What you produce should be every line from the data that includes "RemoteError".

[Working data Boundary: Start]

//! # Input Validation
//!
//! Local checks the controller runs before touching the network. A failure
//! here is posted to the error slot directly and no request is made.

use crate::gradebook::models::{GradePatch, UiState};
use thiserror::Error;

/// Pre-network validation failure. The display text is what the user sees.
#[derive(Debug, Clone, Copy, PartialEq, Eq, Error)]
pub enum ValidationError {
    #[error("Enter a student name")]
    MissingStudentName,

    #[error("Enter a subject name")]
    MissingSubjectName,

    #[error("Select a student")]
    MissingStudent,

    #[error("Select a subject")]
    MissingSubject,

    #[error("Enter a numeric score")]
    InvalidScore,

    #[error("Nothing to update")]
    EmptyPatch,
}

/// Fields of a grade that passed validation.
#[derive(Debug, Clone, Copy, PartialEq)]
pub struct NewGradeInput {
    pub student_id: i64,
    pub subject_id: i64,
    pub score: f64,
}

/// Trim a name buffer, rejecting blank input with `missing`.
pub fn required_name(input: &str, missing: ValidationError) -> Result<String, ValidationError> {
    let name = input.trim();
    if name.is_empty() {
        Err(missing)
    } else {
        Ok(name.to_string())
    }
}

/// Parse a score buffer. Surrounding whitespace is ignored; NaN and
/// infinities are rejected.
pub fn parse_score(text: &str) -> Result<f64, ValidationError> {
    text.trim()
        .parse::<f64>()
        .ok()
        .filter(|score| score.is_finite())
        .ok_or(ValidationError::InvalidScore)
}

/// Check the add-grade sub-form. Student, then subject, then score: the
/// first missing piece is the one reported.
pub fn validate_new_grade(state: &UiState) -> Result<NewGradeInput, ValidationError> {
    let student_id = state
        .add_grade_student
        .ok_or(ValidationError::MissingStudent)?;
    let subject_id = state
        .add_grade_subject
        .ok_or(ValidationError::MissingSubject)?;
    let score = parse_score(&state.add_grade_score)?;

    Ok(NewGradeInput {
        student_id,
        subject_id,
        score,
    })
}

pub fn validate_patch(patch: &GradePatch) -> Result<(), ValidationError> {
    if patch.is_empty() {
        return Err(ValidationError::EmptyPatch);
    }
    match patch.score {
        Some(score) if !score.is_finite() => Err(ValidationError::InvalidScore),
        _ => Ok(()),
    }
}
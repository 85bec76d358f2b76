//! # Grades Repository
//!
//! One operation per use case. Every operation returns an [`Outcome`]; all
//! remote failures are classified into [`ApiError`] here so callers only
//! ever see a message.

use super::error::{ApiError, RemoteError};
use super::remote::{RemoteClient, RemoteRequest};
use crate::gradebook::models::{
    AverageResponse, Grade, GradePatch, NewGradeRequest, NewStudentRequest, NewSubjectRequest,
    Student, Subject,
};
use async_trait::async_trait;
use serde::de::DeserializeOwned;

/// Success-or-failure result of a repository operation.
pub type Outcome<T> = Result<T, ApiError>;

/// Use-case level access to the grade-book service.
#[async_trait]
pub trait GradesRepository: Send + Sync {
    async fn list_students(&self) -> Outcome<Vec<Student>>;

    async fn create_student(&self, name: &str) -> Outcome<Student>;

    async fn list_subjects(&self) -> Outcome<Vec<Subject>>;

    async fn create_subject(&self, name: &str) -> Outcome<Subject>;

    async fn list_grades(
        &self,
        student_filter: Option<i64>,
        subject_filter: Option<i64>,
    ) -> Outcome<Vec<Grade>>;

    async fn create_grade(&self, student_id: i64, subject_id: i64, score: f64) -> Outcome<Grade>;

    async fn update_grade(&self, grade_id: i64, patch: GradePatch) -> Outcome<Grade>;

    async fn get_subject_average(&self, subject_id: i64) -> Outcome<AverageResponse>;
}

/// Repository over any [`RemoteClient`].
pub struct DefaultGradesRepository<C> {
    client: C,
}

impl<C: RemoteClient> DefaultGradesRepository<C> {
    pub fn new(client: C) -> Self {
        Self { client }
    }

    /// Send the request, decode the payload, classify any failure.
    async fn call<T: DeserializeOwned>(
        &self,
        request: Result<RemoteRequest, RemoteError>,
    ) -> Outcome<T> {
        let (described, result) = match request {
            Ok(request) => {
                let described = request.describe();
                let result = self.fetch(request, &described).await;
                (described, result)
            }
            Err(error) => ("Building request".to_string(), Err(error)),
        };

        result.map_err(|error| {
            let api_error = ApiError::from(error);
            tracing::warn!("{described} failed: {api_error}");
            api_error
        })
    }

    async fn fetch<T: DeserializeOwned>(
        &self,
        request: RemoteRequest,
        described: &str,
    ) -> Result<T, RemoteError> {
        tracing::debug!("Repository call: {described}");
        let value = self.client.send(request).await?;
        serde_json::from_value(value)
            .map_err(|e| RemoteError::Decode(format!("Unexpected response for {described}: {e}")))
    }
}

#[async_trait]
impl<C: RemoteClient> GradesRepository for DefaultGradesRepository<C> {
    async fn list_students(&self) -> Outcome<Vec<Student>> {
        self.call(Ok(RemoteRequest::get("students"))).await
    }

    async fn create_student(&self, name: &str) -> Outcome<Student> {
        let body = NewStudentRequest {
            name: name.to_string(),
        };
        self.call(RemoteRequest::post("students").with_json(&body)).await
    }

    async fn list_subjects(&self) -> Outcome<Vec<Subject>> {
        self.call(Ok(RemoteRequest::get("subjects"))).await
    }

    async fn create_subject(&self, name: &str) -> Outcome<Subject> {
        let body = NewSubjectRequest {
            name: name.to_string(),
        };
        self.call(RemoteRequest::post("subjects").with_json(&body)).await
    }

    async fn list_grades(
        &self,
        student_filter: Option<i64>,
        subject_filter: Option<i64>,
    ) -> Outcome<Vec<Grade>> {
        let request = RemoteRequest::get("grades")
            .with_optional_query("student_id", student_filter)
            .with_optional_query("subject_id", subject_filter);
        self.call(Ok(request)).await
    }

    async fn create_grade(&self, student_id: i64, subject_id: i64, score: f64) -> Outcome<Grade> {
        let body = NewGradeRequest {
            student_id,
            subject_id,
            score,
        };
        self.call(RemoteRequest::post("grades").with_json(&body)).await
    }

    async fn update_grade(&self, grade_id: i64, patch: GradePatch) -> Outcome<Grade> {
        let request = RemoteRequest::patch(format!("grades/{grade_id}")).with_json(&patch);
        self.call(request).await
    }

    async fn get_subject_average(&self, subject_id: i64) -> Outcome<AverageResponse> {
        let request = RemoteRequest::get(format!("subjects/{subject_id}/average"));
        self.call(Ok(request)).await
    }
}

[Working data Boundary: End]

> [Solution for this task]
use super::error::{ApiError, RemoteError};
        request: Result<RemoteRequest, RemoteError>,
    ) -> Result<T, RemoteError> {
            .map_err(|e| RemoteError::Decode(format!("Unexpected response for {described}: {e}")))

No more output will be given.